Rubryka ogłoszeń matrymonialnych (albo współczesny portal randkowy) może być doskonałym sposobem na łatwy zarobek. Pod jednym warunkiem: o ile nie boisz się brudzić sobie rąk… krwią.
Ogłoszenia matrymonialne były u schyłku XIX wieku bardzo modne. Pani pisała, że szuka towarzysza życia. Podawała adres i u jej drzwi stawał mężczyzna.
Jednak każda gazeta powinna przy tym ostrzegać, że wizyta w domu nieznajomej kobiety może wiązać się z konsekwencjami. Niestety – nie ostrzegała…
Mężczyzna z siekierą w głowie
Gdy policja przyjechała do domu państwa Gunness, zobaczyła zwłoki mężczyzny. Wszędzie była krew. Leżący człowiek nie został ani dźgnięty nożem, ani zastrzelony. W głowie ofiary tkwiła siekiera. A zmarłym był sam Peter Gunness.
Jego żona Belle przekonywała, że był to nieszczęśliwy wypadek. Siekiera wisiała w warsztacie nad stołem do pracy. Narzędzie przypadkiem (albo za sprawą czyjejś ręki) spadło. A miało niezły cel, bo trafiło prosto w głowę. Na dodatek uderzając nie trzonkiem, ale ostrzem.
Policja nie dopatrzyła się oznak zabójstwa. To co wydarzyło się Peterowi, uznano za niefortunne zrządzenie losu. Belle została wdową – i to po raz drugi.
Młoda Belle, jeszcze zanim obudziły się w niej mordercze instynkty.
Szukam męża, ale bogatego
Cofnijmy się zatem w czasie, by poznać pierwszego wybranka pani Gunness. W 1876 r. Belle jako dziecko wraz z rodzicami przyjechała z Norwegii do Stanów Zjednoczonych.
Tu znalazła męża, Maxa Sorensena. Z tego związku przyszła na świat piątka dzieci. Dwójka z nich zmarła, a rodzina na osuszenie łez otrzymała odszkodowanie. Ten fakt nie zdziwił nikogo, gdyż w XIX w. dzieci często umierały.
Farma należąca do Belle Gunness. To właśnie tam ginęły niczego nieświadome ofiary czarnej wdowy.
Niebawem zmarł także Max, a Belle została sama. Postanowiła przenieść się do La Porte. Na swej drodze spotkała już wcześniej wspomnianego Petera Gunnessa, na którego głowę niedługo po ślubie spadła siekiera. Czyżby ta śmierć była kolejnym nieszczęśliwym wypadkiem?
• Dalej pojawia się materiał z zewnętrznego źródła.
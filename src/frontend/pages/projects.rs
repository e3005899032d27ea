use leptos::prelude::*;
use leptos_router::hooks::{use_params_map, use_query_map};

use crate::catalog::{self, ProjectFilter, filter_projects};
use crate::common::DownloadRejection;
use crate::frontend::components::{DownloadDialog, ProjectCard, SearchInput, SelectFilter};
use crate::frontend::pages::NotFound;
use crate::models::{Difficulty, DownloadModal, Project, ProjectCatalog};

#[component]
pub fn ProjectsPage() -> impl IntoView {
    view! {
        <section class="py-12 px-6">
            <div class="max-w-6xl mx-auto">
                <h1 class="text-4xl font-bold mb-2">"Projects"</h1>
                <p class="text-slate-400 mb-10">"Hands-on projects for every track."</p>
                <div class="grid md:grid-cols-2 lg:grid-cols-3 gap-6">
                    {ProjectCatalog::ALL
                        .iter()
                        .map(|c| view! {
                            <a href=c.path() class="block rounded-xl p-6 bg-slate-900/50 border border-slate-800 hover:border-sky-500/50">
                                <h2 class="text-xl font-semibold text-white mb-2">{c.title()}</h2>
                                <p class="text-sm text-slate-400 mb-4">{c.subtitle()}</p>
                                <span class="text-xs text-slate-500">{catalog::projects(*c).len()}" projects"</span>
                            </a>
                        })
                        .collect_view()}
                </div>
            </div>
        </section>
    }
}

#[component]
pub fn ProjectCatalogPage() -> impl IntoView {
    let params = use_params_map();
    let slug = move || params.read().get("catalog").unwrap_or_default();

    move || match slug().parse::<ProjectCatalog>() {
        Ok(catalog) => view! { <ProjectCatalogView catalog/> }.into_any(),
        Err(_) => view! { <NotFound/> }.into_any(),
    }
}

#[component]
pub fn PythonProjectsPage() -> impl IntoView {
    view! { <ProjectCatalogView catalog=ProjectCatalog::Python/> }
}

/// Searchable project grid of one catalog. `?download=<id>&error=<reason>`
/// reopens the download dialog after the server turned a code down.
#[component]
fn ProjectCatalogView(catalog: ProjectCatalog) -> impl IntoView {
    let query = use_query_map();
    let returned_to = query
        .read_untracked()
        .get("download")
        .and_then(|id| id.parse::<u32>().ok());

    let q = RwSignal::new(String::new());
    let difficulty = RwSignal::new("all".to_string());
    let category = RwSignal::new("all".to_string());
    let modal = RwSignal::new(match returned_to {
        Some(project_id) => DownloadModal::Open { project_id },
        None => DownloadModal::Closed,
    });

    let error = Signal::derive(move || {
        if modal.get().project_id() != returned_to {
            return None;
        }
        query
            .read()
            .get("error")
            .and_then(|e| e.parse::<DownloadRejection>().ok())
    });

    let projects = catalog::projects(catalog);
    let visible = Signal::derive(move || {
        let filter = ProjectFilter {
            q: Some(q.get()),
            difficulty: Some(difficulty.get()),
            category: Some(category.get()),
        };
        filter_projects(projects, &filter)
    });

    let on_download = Callback::new(move |project_id: u32| {
        modal.set(DownloadModal::Open { project_id })
    });

    let controls = catalog.filter_controls();
    let difficulty_options = Difficulty::ALL
        .iter()
        .map(|d| (d.as_str().to_string(), d.label().to_string()))
        .collect::<Vec<_>>();
    let category_options = catalog::project_categories(catalog)
        .into_iter()
        .map(|c| (c.to_string(), c.to_string()))
        .collect::<Vec<_>>();

    view! {
        <section class="py-12 px-6">
            <div class="max-w-6xl mx-auto">
                <h1 class="text-4xl font-bold mb-2">{catalog.title()}</h1>
                <p class="text-slate-400 mb-8">{catalog.subtitle()}</p>

                <div class="flex flex-col md:flex-row gap-4 mb-4">
                    <div class="flex-1">
                        <SearchInput placeholder="Search projects..." value=q/>
                    </div>
                    {controls.difficulty.then(|| view! {
                        <SelectFilter name="difficulty" all_label="All Levels" options=difficulty_options value=difficulty/>
                    })}
                    {controls.category.then(|| view! {
                        <SelectFilter name="category" all_label=controls.category_label options=category_options value=category/>
                    })}
                </div>

                <p class="text-sm text-slate-500 mb-8">
                    {move || format!("Showing {} of {} projects", visible.with(Vec::len), projects.len())}
                </p>

                <Show
                    when=move || visible.with(|v| !v.is_empty())
                    fallback=|| view! {
                        <p class="text-center text-slate-400 py-16">"No projects match your filters."</p>
                    }
                >
                    <div class="grid md:grid-cols-2 lg:grid-cols-3 gap-6">
                        <For
                            each=move || visible.get()
                            key=|p: &&'static Project| p.id
                            children=move |project: &'static Project| view! {
                                <ProjectCard catalog project on_download/>
                            }
                        />
                    </div>
                </Show>
            </div>
        </section>

        <DownloadDialog catalog modal error/>
    }
}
Nieistotne. Ważne, że Belle nie płakała, gdyż zmarły mąż zostawił jej całkiem spory spadek. Jednak to jej nie wystarczyło. Postanowiła szukać kolejnego wybranka serca. Opublikowała zatem ogłoszenie matrymonialne, ale jako majętna gospodyni postawiła warunek. Ogłosiła, że kandydaci na męża – tak jak ona – powinni mieć pieniądze.
Swój status materialny musieli udowodnić, przywożąc ze sobą co najmniej 500 dolarów. Do Belle zaczęli przybywać mężczyźni. Przyjeżdżali, przywozili pieniądze, ale już nigdy nie wyjeżdżali.
Wyjątkiem był tylko niejaki Ray Lamphere. Przyjechał i został na dłużej, stając się jej kochankiem i wspólnikiem w zbrodni.
Ray Lamphere, wspólnik i kochanek Belle.
Dwadzieścia osiem trupów na działce
Co działo się zatem z mężczyznami? Prawda zawsze wyjdzie na jaw, jak mówi przysłowie. Tak było i tym razem. Pewnego dnia dom pani Gunness zajął się ogniem.
Nie uratowała się ani ona sama ani jej dzieci. Pożar nie wywołał aż takiego zdumienia jak to, co znaleziono na terenie posiadłości. Odkopano kości 28 mężczyzn. W większości przypadków zginęli od trucizny.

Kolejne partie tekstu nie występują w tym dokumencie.